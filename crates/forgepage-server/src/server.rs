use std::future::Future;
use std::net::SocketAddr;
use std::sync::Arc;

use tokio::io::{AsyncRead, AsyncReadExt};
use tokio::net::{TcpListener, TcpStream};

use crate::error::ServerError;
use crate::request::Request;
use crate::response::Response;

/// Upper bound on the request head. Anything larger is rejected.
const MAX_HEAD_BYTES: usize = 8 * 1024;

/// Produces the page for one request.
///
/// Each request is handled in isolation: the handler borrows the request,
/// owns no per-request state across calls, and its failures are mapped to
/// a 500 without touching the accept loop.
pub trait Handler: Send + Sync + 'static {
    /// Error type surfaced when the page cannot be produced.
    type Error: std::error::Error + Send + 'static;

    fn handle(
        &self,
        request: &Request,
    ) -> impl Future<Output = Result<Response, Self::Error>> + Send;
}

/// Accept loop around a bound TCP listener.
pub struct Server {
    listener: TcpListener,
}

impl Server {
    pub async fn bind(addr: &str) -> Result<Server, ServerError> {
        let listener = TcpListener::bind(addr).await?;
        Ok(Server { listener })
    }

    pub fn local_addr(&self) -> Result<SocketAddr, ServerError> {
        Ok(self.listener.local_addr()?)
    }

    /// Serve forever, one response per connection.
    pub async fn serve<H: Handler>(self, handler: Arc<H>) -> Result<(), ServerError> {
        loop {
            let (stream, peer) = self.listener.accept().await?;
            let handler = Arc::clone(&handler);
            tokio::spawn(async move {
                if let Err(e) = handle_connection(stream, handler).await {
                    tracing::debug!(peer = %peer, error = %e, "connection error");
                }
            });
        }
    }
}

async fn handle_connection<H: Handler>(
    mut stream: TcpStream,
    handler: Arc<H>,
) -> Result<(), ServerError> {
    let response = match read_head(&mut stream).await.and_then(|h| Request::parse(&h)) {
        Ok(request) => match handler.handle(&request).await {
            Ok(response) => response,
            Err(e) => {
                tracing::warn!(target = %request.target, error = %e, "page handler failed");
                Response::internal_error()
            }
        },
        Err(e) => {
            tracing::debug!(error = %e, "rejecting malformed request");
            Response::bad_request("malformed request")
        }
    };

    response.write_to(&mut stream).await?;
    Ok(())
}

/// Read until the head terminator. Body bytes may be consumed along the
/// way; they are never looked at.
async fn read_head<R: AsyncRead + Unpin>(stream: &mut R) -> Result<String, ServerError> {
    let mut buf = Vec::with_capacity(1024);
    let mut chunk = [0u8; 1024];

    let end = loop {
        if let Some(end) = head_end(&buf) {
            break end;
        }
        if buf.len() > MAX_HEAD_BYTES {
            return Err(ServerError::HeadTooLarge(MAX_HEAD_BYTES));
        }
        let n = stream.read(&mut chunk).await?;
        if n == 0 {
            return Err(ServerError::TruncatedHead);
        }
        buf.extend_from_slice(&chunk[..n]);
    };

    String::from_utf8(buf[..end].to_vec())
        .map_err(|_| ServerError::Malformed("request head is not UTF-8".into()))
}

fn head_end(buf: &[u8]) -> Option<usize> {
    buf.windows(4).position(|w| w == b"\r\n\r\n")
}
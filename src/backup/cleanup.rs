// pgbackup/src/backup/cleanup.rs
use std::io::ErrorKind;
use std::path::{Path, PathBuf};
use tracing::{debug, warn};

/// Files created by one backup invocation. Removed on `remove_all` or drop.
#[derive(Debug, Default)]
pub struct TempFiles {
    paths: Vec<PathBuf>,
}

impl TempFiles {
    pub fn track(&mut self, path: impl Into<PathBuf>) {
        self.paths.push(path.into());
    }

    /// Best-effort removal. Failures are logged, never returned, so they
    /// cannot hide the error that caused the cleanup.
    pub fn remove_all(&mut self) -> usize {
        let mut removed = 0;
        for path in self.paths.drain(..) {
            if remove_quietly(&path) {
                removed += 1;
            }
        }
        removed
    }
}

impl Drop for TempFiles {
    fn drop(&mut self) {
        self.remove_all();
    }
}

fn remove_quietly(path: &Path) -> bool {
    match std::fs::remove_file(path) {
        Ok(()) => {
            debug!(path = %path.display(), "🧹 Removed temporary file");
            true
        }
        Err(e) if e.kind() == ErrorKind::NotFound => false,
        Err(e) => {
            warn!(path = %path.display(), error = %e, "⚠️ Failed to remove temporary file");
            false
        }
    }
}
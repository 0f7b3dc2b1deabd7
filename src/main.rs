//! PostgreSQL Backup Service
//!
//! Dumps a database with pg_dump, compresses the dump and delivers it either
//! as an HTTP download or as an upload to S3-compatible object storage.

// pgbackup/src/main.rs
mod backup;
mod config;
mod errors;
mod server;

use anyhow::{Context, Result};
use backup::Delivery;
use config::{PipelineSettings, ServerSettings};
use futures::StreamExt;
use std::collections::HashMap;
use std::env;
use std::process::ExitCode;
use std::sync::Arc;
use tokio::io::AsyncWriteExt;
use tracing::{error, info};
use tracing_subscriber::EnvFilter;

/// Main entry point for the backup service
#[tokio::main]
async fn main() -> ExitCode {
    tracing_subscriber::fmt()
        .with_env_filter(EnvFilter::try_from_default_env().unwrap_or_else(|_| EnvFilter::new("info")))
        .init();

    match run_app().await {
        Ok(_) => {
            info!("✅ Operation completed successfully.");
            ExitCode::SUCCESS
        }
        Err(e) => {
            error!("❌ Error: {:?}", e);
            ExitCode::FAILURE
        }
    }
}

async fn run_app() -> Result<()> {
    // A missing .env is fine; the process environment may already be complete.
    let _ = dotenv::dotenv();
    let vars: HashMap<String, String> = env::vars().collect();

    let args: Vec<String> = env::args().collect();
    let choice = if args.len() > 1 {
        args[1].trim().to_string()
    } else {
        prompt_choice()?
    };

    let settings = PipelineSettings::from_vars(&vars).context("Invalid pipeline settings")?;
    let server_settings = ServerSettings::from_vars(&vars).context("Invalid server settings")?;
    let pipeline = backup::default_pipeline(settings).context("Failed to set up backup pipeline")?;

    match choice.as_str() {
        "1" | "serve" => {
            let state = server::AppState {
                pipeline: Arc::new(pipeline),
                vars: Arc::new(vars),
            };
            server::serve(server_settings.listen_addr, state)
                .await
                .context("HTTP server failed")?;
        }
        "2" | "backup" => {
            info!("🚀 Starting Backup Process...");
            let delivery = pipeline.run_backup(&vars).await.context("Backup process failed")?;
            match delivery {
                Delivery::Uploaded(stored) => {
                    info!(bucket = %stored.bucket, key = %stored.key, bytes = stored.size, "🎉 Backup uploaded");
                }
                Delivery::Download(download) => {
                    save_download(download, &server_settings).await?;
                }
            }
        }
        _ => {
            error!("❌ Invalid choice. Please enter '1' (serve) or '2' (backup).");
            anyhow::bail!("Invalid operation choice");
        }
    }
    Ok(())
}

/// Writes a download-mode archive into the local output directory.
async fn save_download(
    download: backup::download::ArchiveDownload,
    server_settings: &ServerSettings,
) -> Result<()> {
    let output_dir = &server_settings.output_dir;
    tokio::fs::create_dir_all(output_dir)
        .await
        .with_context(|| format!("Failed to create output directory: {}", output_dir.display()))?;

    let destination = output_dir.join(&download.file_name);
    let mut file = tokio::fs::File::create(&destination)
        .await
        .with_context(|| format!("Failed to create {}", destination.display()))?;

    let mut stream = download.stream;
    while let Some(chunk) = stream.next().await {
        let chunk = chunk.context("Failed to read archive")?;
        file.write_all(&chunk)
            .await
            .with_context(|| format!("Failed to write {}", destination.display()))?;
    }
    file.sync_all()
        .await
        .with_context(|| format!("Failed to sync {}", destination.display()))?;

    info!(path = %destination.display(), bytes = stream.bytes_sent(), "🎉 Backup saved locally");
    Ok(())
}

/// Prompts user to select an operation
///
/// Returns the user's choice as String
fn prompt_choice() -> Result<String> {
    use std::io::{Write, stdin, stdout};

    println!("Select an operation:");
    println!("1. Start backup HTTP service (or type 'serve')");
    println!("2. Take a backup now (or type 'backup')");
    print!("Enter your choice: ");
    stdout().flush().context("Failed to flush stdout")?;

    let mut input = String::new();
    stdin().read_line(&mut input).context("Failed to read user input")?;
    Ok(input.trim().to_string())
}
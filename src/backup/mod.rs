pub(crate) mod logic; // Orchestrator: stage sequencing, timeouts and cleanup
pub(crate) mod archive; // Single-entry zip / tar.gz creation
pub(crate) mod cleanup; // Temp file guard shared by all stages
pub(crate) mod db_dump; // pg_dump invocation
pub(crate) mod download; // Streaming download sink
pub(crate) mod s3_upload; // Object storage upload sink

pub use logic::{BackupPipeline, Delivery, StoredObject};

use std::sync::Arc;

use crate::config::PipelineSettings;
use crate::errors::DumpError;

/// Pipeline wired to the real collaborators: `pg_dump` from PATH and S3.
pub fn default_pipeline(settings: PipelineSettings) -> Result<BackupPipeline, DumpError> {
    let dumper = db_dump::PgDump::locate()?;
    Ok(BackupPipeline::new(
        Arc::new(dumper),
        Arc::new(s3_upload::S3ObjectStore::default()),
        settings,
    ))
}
____________________
[Goal of the exercise]:
After you work out how many lines in the material hold the word "stdout", please respond with that number alone.

[Response area]:
2